- Stored data entries -

------------------------------------------------------------

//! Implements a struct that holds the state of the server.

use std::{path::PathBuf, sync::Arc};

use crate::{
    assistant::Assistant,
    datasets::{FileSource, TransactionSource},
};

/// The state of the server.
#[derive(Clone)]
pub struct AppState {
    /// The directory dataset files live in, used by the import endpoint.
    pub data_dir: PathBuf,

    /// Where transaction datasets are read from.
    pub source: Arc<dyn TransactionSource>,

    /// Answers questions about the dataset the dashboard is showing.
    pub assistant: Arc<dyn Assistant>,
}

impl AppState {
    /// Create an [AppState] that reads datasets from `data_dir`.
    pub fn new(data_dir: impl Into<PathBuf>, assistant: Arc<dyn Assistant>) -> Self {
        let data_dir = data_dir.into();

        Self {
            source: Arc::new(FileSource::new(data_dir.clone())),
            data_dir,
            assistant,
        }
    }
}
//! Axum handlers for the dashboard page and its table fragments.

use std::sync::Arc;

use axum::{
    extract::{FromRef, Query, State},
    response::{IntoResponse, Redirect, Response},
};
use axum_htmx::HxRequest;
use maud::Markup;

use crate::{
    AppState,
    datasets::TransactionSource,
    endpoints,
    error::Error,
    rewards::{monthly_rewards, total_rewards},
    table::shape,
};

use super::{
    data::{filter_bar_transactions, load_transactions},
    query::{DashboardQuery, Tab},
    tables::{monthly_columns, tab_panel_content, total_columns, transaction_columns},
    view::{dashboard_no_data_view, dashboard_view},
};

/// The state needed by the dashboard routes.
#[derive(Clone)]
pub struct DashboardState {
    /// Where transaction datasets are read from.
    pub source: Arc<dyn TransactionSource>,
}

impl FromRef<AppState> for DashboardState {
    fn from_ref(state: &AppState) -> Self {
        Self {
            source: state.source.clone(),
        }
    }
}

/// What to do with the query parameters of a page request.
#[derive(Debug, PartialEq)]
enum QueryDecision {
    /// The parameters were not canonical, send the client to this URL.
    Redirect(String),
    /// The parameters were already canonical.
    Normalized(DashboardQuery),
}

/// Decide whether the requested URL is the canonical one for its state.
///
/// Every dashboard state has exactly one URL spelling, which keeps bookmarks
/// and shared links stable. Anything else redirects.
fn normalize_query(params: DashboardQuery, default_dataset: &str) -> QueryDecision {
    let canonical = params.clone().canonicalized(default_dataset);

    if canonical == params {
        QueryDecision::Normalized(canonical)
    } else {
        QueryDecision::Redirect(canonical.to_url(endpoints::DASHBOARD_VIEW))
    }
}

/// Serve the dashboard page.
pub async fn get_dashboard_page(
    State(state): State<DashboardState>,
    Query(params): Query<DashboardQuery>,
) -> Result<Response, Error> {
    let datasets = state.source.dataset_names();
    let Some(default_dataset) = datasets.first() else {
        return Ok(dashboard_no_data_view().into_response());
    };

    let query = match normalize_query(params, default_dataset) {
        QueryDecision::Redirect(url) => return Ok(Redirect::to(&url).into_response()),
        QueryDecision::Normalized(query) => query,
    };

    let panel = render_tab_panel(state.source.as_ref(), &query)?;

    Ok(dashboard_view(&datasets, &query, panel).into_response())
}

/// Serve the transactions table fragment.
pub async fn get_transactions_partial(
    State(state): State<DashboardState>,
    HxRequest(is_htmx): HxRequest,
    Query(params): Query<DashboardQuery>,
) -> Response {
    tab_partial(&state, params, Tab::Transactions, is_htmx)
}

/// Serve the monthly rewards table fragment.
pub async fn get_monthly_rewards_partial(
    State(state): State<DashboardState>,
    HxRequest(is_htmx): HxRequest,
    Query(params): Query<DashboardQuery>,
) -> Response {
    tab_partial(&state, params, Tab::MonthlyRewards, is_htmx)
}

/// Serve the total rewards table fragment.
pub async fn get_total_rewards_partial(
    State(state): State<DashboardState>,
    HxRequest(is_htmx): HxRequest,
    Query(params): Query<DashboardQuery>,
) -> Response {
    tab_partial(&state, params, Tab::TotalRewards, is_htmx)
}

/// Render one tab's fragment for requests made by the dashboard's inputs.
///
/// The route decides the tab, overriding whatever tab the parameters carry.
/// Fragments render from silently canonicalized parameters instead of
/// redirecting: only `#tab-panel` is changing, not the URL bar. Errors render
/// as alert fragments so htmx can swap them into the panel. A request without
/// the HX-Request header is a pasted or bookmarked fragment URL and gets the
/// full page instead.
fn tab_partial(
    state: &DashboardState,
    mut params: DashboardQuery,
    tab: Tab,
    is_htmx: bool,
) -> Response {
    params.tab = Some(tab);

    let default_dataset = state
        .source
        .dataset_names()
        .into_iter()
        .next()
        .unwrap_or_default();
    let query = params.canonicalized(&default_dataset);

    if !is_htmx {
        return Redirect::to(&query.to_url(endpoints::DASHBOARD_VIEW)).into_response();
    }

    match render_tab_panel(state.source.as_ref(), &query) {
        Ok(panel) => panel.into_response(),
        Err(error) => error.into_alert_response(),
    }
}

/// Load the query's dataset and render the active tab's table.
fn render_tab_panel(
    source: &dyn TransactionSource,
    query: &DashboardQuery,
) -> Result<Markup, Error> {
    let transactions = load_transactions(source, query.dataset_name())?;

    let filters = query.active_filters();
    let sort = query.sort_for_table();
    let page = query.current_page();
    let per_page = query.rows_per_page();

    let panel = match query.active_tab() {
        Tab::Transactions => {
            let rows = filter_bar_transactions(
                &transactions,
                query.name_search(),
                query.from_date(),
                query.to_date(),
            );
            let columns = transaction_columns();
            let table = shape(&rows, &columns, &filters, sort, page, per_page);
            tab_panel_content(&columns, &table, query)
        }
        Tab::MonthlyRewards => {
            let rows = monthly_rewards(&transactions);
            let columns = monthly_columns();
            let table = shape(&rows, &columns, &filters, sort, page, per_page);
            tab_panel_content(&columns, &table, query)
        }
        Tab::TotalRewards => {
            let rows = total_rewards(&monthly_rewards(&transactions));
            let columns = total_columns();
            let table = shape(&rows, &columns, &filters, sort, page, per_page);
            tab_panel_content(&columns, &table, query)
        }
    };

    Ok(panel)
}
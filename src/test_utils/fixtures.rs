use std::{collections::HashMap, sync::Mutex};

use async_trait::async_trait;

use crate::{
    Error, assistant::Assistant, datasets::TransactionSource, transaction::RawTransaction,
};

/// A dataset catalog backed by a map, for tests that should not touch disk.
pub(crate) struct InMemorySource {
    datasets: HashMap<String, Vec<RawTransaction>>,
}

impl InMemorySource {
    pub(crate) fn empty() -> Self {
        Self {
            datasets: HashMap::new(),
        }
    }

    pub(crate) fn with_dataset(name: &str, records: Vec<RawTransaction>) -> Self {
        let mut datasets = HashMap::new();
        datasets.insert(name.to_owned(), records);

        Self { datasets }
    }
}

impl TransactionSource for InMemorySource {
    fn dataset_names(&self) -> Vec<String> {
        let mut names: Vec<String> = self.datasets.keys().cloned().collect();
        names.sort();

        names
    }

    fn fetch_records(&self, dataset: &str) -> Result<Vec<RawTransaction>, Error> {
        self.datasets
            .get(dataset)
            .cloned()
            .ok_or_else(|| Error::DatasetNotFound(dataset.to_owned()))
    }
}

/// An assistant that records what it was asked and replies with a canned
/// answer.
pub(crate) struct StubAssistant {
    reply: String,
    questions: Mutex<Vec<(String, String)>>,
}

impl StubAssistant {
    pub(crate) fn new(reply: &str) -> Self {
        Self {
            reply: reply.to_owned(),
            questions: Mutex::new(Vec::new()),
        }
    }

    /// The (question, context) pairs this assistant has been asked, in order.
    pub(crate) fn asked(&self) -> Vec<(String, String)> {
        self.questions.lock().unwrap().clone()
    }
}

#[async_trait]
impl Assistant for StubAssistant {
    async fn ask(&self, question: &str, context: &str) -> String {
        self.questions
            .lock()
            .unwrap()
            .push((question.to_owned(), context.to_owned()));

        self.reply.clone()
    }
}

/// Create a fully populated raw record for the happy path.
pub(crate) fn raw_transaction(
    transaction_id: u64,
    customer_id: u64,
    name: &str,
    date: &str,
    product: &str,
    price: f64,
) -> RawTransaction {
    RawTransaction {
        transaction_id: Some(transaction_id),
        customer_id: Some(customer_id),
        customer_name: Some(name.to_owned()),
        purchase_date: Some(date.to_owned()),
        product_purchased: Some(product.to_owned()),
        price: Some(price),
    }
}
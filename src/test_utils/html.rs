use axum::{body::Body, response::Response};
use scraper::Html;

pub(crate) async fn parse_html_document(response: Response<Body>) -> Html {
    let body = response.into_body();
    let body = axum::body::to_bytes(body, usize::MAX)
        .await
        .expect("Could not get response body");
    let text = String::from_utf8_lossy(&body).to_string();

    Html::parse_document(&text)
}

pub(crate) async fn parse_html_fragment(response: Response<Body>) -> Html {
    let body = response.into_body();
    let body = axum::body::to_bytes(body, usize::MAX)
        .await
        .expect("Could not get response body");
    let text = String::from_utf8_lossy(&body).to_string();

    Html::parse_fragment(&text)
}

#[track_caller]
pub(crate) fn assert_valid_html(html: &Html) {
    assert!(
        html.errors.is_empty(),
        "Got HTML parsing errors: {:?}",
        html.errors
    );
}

------------------------------------------------------------

- WHAT YOU SHOULD DO -
Search the data for "that". Copy every matching line.

- TASK RESULT -
//! Implements a struct that holds the state of the server.
    /// Create an [AppState] that reads datasets from `data_dir`.
/// A dataset catalog backed by a map, for tests that should not touch disk.
/// An assistant that records what it was asked and replies with a canned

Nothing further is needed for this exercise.